Nos bastidores da chegada do novo coronavírus

Em meio à pandemia do novo coronavírus, ciência brasileira se destaca e reacende a importância do investimento público na área.

por Karina Merli

O Centro Conjunto Brasil-Reino Unido para Descoberta, Diagnóstico, Genômica e Epidemiologia de Arbovírus (Cadde), coordenado no Brasil pela também diretora do Instituto de Medicina Tropical da Universidade de São Paulo (IMT-USP) Ester Sabino, tem como finalidade estudar epidemias causadas artrópodes, como a dengue, zika e chicungunha.

Não por acaso, o estudo levou ao encontro da biomédica e pós-doutoranda do IMT-USP Jaqueline Goes de Jesus, através do projeto Zibra, onde conheceu Ingra Morales Claro, também biomédica e doutoranda na Faculdade de Medicina da USP (FMUSP).

Até o final do ano passado, qualquer um dos membros da equipe, de maioria feminina, jamais imaginaria uma repercussão tão grande neste início de 2020, após o sequenciamento do RNA do novo coronavírus (Covid-19 ou Sars-CoV-2).

Ele já era esperado

Em dezembro de 2019, o primeiro caso foi identificado na China. Naquele período, ainda era difícil pensar no quadro atual de pandemia, mas os pesquisadores já acreditavam na chegada do vírus ao Brasil. No dia 26 de fevereiro, o primeiro brasileiro contaminado foi identificado. A equipe de Goes de Jesus e Sabino já se preparava para a recepção da amostra. Segundo Morales Claro, desde 2016, o grupo conta com a tecnologia MinIon, que realiza a leitura de RNA ou DNA em tempo real.

Morales Claro trouxe a tecnologia do sequenciador genético após fazer parte de seu doutorado na Universidade de Birmingham. Até hoje ela trabalha com ingleses para desenvolver protocolos mais rápidos na sequenciação de arboviroses e vírus. (Foto: Arquivo pessoal – Ingra Morales Claro)

Além deles, pesquisadores das Universidades de Oxford e Edimburgo receberam os dados durante o sequenciamento do Covid-19, realizado no Instituto Adolfo Lutz. Nos dois primeiros casos do Brasil, isso levou apenas 48 horas, igualando a marca do Instituto Pasteur, na França. A média é de 15 dias.

Para a biomédica, a repercussão foi “uma resposta da sociedade a tudo que vem acontecendo, porque foi logo após o grande corte de bolsas de pesquisa.” Marcos Boulos, professor sênior da FMUSP Marcos Boulos afirma que isso revela a capacidade de trabalhar com tecnologia de ponta e a importância do investimento no segmento científico do país.

Em apenas três semanas, os casos de Covid-19 tiveram um aumento de aproximadamente 100%. Os dados são do Ministério da Saúde (Gráfico: Maria Laura López)

Comitê recém-criado

Em artigo publicado na revista científica Nature, constatou-se que, apesar do índice de mortalidade do novo vírus não ser tão elevado, quando comparado à Síndrome Respiratória Aguda Grave (SARS) e à Síndrome Respiratória do Oriente Médio (Mers) — que são da mesma espécie — a transmissão é eficiente e, na maioria dos casos, os infectados desenvolvem pneumonia e a síndrome respiratória aguda, culminando em anomalias nos pulmões.

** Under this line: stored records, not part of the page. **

impl<'a> SerializationReader<'a> {
    pub fn new(
        data: &'a [u8],
        version: u32,
        refs: &'a ResolvedReferences,
        registry: &Arc<TypeRegistry>,
        reporter: &Arc<dyn ErrorReporter>,
        context: &str,
    ) -> SerializationReader<'a> {
        SerializationReader {
            data,
            pos: 0,
            version,
            refs,
            registry: Arc::clone(registry),
            reporter: Arc::clone(reporter),
            context: context.to_string(),
            current_parent: None,
        }
    }

    pub fn version(&self) -> u32 {
        self.version
    }

    pub fn context(&self) -> &str {
        &self.context
    }

    pub fn set_current_parent(&mut self, parent: Option<ObjectRef>) {
        self.current_parent = parent;
    }

    pub fn remaining(&self) -> usize {
        self.data.len() - self.pos
    }

    pub fn read_bytes(&mut self, size: usize) -> Result<&'a [u8], SerialError> {
        if self.pos + size > self.data.len() {
            return Err(SerialError::PayloadUnderrun {
                need: size as u64,
                have: self.remaining() as u64,
            });
        }
        let bytes = &self.data[self.pos..self.pos + size];
        self.pos += size;
        Ok(bytes)
    }

    pub fn read_u8(&mut self) -> Result<u8, SerialError> {
        Ok(self.read_bytes(1)?[0])
    }

    pub fn read_compressed_number(&mut self) -> Result<u64, SerialError> {
        read_adaptive(self.data, &mut self.pos)
    }

    pub fn read_string_id(&mut self) -> Result<StringId, SerialError> {
        let index = self.read_compressed_number()? as usize;
        self.refs
            .names
            .get(index)
            .copied()
            .ok_or(SerialError::BadReference {
                what: "names",
                index: index as u64,
                len: self.refs.names.len(),
            })
    }

    /// Returns the recorded type name and, when it still resolves, the
    /// type.
    pub fn read_type(&mut self) -> Result<(StringId, Option<TypeDef>), SerialError> {
        let index = self.read_compressed_number()? as usize;
        if index >= self.refs.type_names.len() {
            return Err(SerialError::BadReference {
                what: "types",
                index: index as u64,
                len: self.refs.type_names.len(),
            });
        }
        Ok((self.refs.type_names[index], self.refs.types[index].clone()))
    }

    pub fn read_pointer(&mut self, strong: bool) -> Result<Option<ObjectRef>, SerialError> {
        let index = self.read_compressed_number()? as usize;
        if index == 0 {
            return Ok(None);
        }
        let object = self
            .refs
            .objects
            .get(index - 1)
            .ok_or(SerialError::BadReference {
                what: "exports",
                index: index as u64,
                len: self.refs.objects.len(),
            })?
            .clone();

        if strong {
            if let (Some(child), Some(parent)) = (&object, &self.current_parent) {
                if !Arc::ptr_eq(child, parent) {
                    child
                        .write()
                        .expect("object lock poisoned")
                        .set_parent(parent);
                }
            }
        }
        Ok(object)
    }

    pub fn read_resource(&mut self) -> Result<Option<&'a ResolvedImport>, SerialError> {
        let index = self.read_compressed_number()? as usize;
        if index == 0 {
            return Ok(None);
        }
        self.refs
            .imports
            .get(index - 1)
            .map(Some)
            .ok_or(SerialError::BadReference {
                what: "imports",
                index: index as u64,
                len: self.refs.imports.len(),
            })
    }

    fn buffer_loader(&self, crc: u64) -> Result<AsyncBufferRef, SerialError> {
        self.refs
            .buffers
            .get(&crc)
            .cloned()
            .ok_or(SerialError::MissingBuffer { crc })
    }

    /// Reads a buffer value, resolving table references through the
    /// loaders and decompressing on the spot.
    pub fn read_inlined_buffer(&mut self) -> Result<Buffer, SerialError> {
        match self.read_u8()? {
            BUFFER_MODE_NULL => Ok(Buffer::new()),
            BUFFER_MODE_INLINE => {
                let size = self.read_compressed_number()? as usize;
                Ok(Buffer::from_slice(self.read_bytes(size)?))
            }
            BUFFER_MODE_TABLE => {
                let crc = u64::from_le_bytes(self.read_bytes(8)?.try_into().unwrap());
                Ok(self.buffer_loader(crc)?.load()?)
            }
            other => Err(SerialError::MalformedPayload(format!(
                "unknown buffer mode {other}"
            ))),
        }
    }

    /// Reads a buffer value as a deferred loader.
    pub fn read_async_buffer(&mut self) -> Result<Option<AsyncBufferRef>, SerialError> {
        match self.read_u8()? {
            BUFFER_MODE_NULL => Ok(None),
            BUFFER_MODE_INLINE => {
                let size = self.read_compressed_number()? as usize;
                let data = Buffer::from_slice(self.read_bytes(size)?);
                Ok(Some(ResidentUncompressedBuffer::new(
                    data,
                    membuf::CompressionType::Lz4,
                )))
            }
            BUFFER_MODE_TABLE => {
                let crc = u64::from_le_bytes(self.read_bytes(8)?.try_into().unwrap());
                Ok(Some(self.buffer_loader(crc)?))
            }
            other => Err(SerialError::MalformedPayload(format!(
                "unknown buffer mode {other}"
            ))),
        }
    }

    /// Reads the pre-packed distance and returns the frame; pair with
    /// `leave_skip_block`.
    pub fn enter_skip_block(&mut self) -> Result<SkipBlock, SerialError> {
        let width = self.read_u8()?;
        let distance = match width {
            1 => u64::from(self.read_u8()?),
            2 => u64::from(u16::from_le_bytes(self.read_bytes(2)?.try_into().unwrap())),
            4 => u64::from(u32::from_le_bytes(self.read_bytes(4)?.try_into().unwrap())),
            other => {
                return Err(SerialError::MalformedPayload(format!(
                    "invalid skip frame width {other}"
                )))
            }
        };
        let end = self.pos + distance as usize;
        if end > self.data.len() {
            return Err(SerialError::PayloadUnderrun {
                need: distance,
                have: self.remaining() as u64,
            });
        }
        Ok(SkipBlock { end })
    }

    /// Clamps the cursor to the frame end, whatever happened inside.
    pub fn leave_skip_block(&mut self, block: SkipBlock) {
        if self.pos != block.end {
            warn!(
                pos = self.pos,
                end = block.end,
                "skip frame not fully consumed, clamping"
            );
        }
        self.pos = block.end;
    }
}

/// Reads a value of type `ty` from the payload.
pub fn read_value(
    reader: &mut SerializationReader<'_>,
    ty: &TypeDef,
) -> Result<Value, SerialError> {
    match ty {
        TypeDef::Simple(kind) => read_simple(reader, *kind),
        TypeDef::Enum(def) => {
            let name = reader.read_string_id()?;
            if name.is_empty() {
                // writer lost the option name; keep the default
                return Ok(Value::Enum(def.default_value()));
            }
            match def.find_value(name) {
                Some(value) => Ok(Value::Enum(value)),
                None => {
                    reader.reporter.report_enum_option_missing(
                        &reader.context,
                        def.name,
                        name,
                    );
                    Ok(Value::Enum(def.default_value()))
                }
            }
        }
        TypeDef::Bitfield(def) => {
            let mut bits = 0u64;
            loop {
                let name = reader.read_string_id()?;
                if name.is_empty() {
                    break;
                }
                match def.find_flag(name) {
                    Some(bit) => bits |= 1u64 << bit,
                    None => reader.reporter.report_bitfield_flag_missing(
                        &reader.context,
                        def.name,
                        name,
                    ),
                }
            }
            Ok(Value::Bitfield(bits))
        }
        TypeDef::Array { element, capacity } => {
            let count = reader.read_compressed_number()? as u32;
            if let Some(capacity) = capacity {
                if count > *capacity {
                    reader
                        .reporter
                        .report_array_overflow(&reader.context, count, *capacity);
                }
            }
            let keep = capacity.map_or(count, |cap| count.min(cap));
            let mut items = Vec::with_capacity(keep as usize);
            for index in 0..count {
                // elements past a fixed capacity still consume their bytes
                let value = read_value(reader, element)?;
                if index < keep {
                    items.push(value);
                }
            }
            Ok(Value::Array(items))
        }
        TypeDef::Class(def) => {
            let mut value = StructValue::of(def);
            read_compound_fields(reader, def, &mut value.fields)?;
            Ok(Value::Struct(value))
        }
        TypeDef::ClassRef => {
            let (name, _) = reader.read_type()?;
            if name.is_empty() {
                return Ok(Value::ClassRef(None));
            }
            if reader.registry.find_class(name).is_none() {
                reader.reporter.report_type_missing(&reader.context, name);
                return Ok(Value::ClassRef(None));
            }
            Ok(Value::ClassRef(Some(name)))
        }
        TypeDef::StrongHandle(class) => {
            let object = reader.read_pointer(true)?;
            Ok(Value::Object(check_handle_class(object, *class)))
        }
        TypeDef::WeakHandle(class) => {
            let object = reader.read_pointer(false)?;
            let object = check_handle_class(object, *class);
            Ok(Value::Weak(match object {
                Some(object) => ObjectWeak::from_ref(&object),
                None => ObjectWeak::new(),
            }))
        }
        TypeDef::ResourceRef(class) => read_resource_ref(reader, *class),
        TypeDef::Buffer => Ok(Value::Buffer(reader.read_inlined_buffer()?)),
        TypeDef::AsyncBuffer => Ok(Value::AsyncBuffer(reader.read_async_buffer()?)),
        TypeDef::Variant => {
            if reader.read_u8()? == 0 {
                return Ok(Value::Variant(None));
            }
            let (type_name, inner_ty) = reader.read_type()?;
            let block = reader.enter_skip_block()?;
            let result = match &inner_ty {
                Some(inner_ty) => match read_value(reader, inner_ty) {
                    Ok(value) => Value::variant(inner_ty.clone(), value),
                    Err(error) => {
                        warn!(%error, "variant payload unreadable, dropping value");
                        Value::Variant(None)
                    }
                },
                None => {
                    reader
                        .reporter
                        .report_type_missing(&reader.context, type_name);
                    Value::Variant(None)
                }
            };
            reader.leave_skip_block(block);
            Ok(result)
        }
        TypeDef::Custom(def) => {
            let size = reader.read_compressed_number()? as usize;
            let bytes = reader.read_bytes(size)?;
            match (def.read_binary)(bytes) {
                Some(stored) => Ok(Value::Custom(Arc::clone(def), stored)),
                None => {
                    warn!(custom = %def.name, "custom type rejected its payload");
                    Ok(Value::Custom(Arc::clone(def), (def.make_default)()))
                }
            }
        }
    }
}
//! Text serialization: a two-pass tree rendering of the value model.
//!
//! A mapping pass counts strong and weak references so shared objects get
//! stable integer ids, then a format writer (XML or JSON) renders the same
//! walk into its document form. Only XML has a reader.

pub mod dom;
pub mod json;
pub mod mapper;
pub mod writer;
pub mod xml;

pub use dom::XmlNode;
pub use json::JsonTextWriter;
pub use mapper::{TextObjectMap, TextObjectMapper};
pub use writer::{write_object_body, write_value_text, TextValueWriter};
pub use xml::{XmlTextReader, XmlTextWriter};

Com a propagação do vírus, o governo do estado de São Paulo resolveu criar um Comitê de Contingência do Coronavírus de São Paulo. Boulos também é membro e esclarece que o objetivo é monitorar a propagação do patógeno e analisar quais medidas foram adotadas em outros países, para que se possa tomar decisões de contingência. Até a semana passada, quando a entrevista foi realizada, o foco era preparar os hospitais para a demanda por leitos, principalmente as UTIs, já que os casos mais graves dependem disso.

E o futuro?

Em relação à epidemia no país, o governo já alertou que nas próximas semanas o número de casos crescerá substancialmente. Enquanto isso, os pesquisadores permanecerão realizando o sequenciamento em escala menor. A ideia, de acordo com a doutoranda, é fazer uma análise mais aprofundada.

Ela também revela que a tecnologia utilizada no sequenciamento genético do vírus deverá ser ainda mais rápida. “Estamos trabalhando com dois novos protocolos, que, em breve, poderão ser utilizados. Isso reduzirá o tempo do processo para poucas horas”. Complementa a doutoranda.

Por ser uma doença nova, mais estudos precisarão ser feitos para compreender toda complexidade do patógeno, algo que receberá como contribuição o feito dos pesquisadores brasileiros.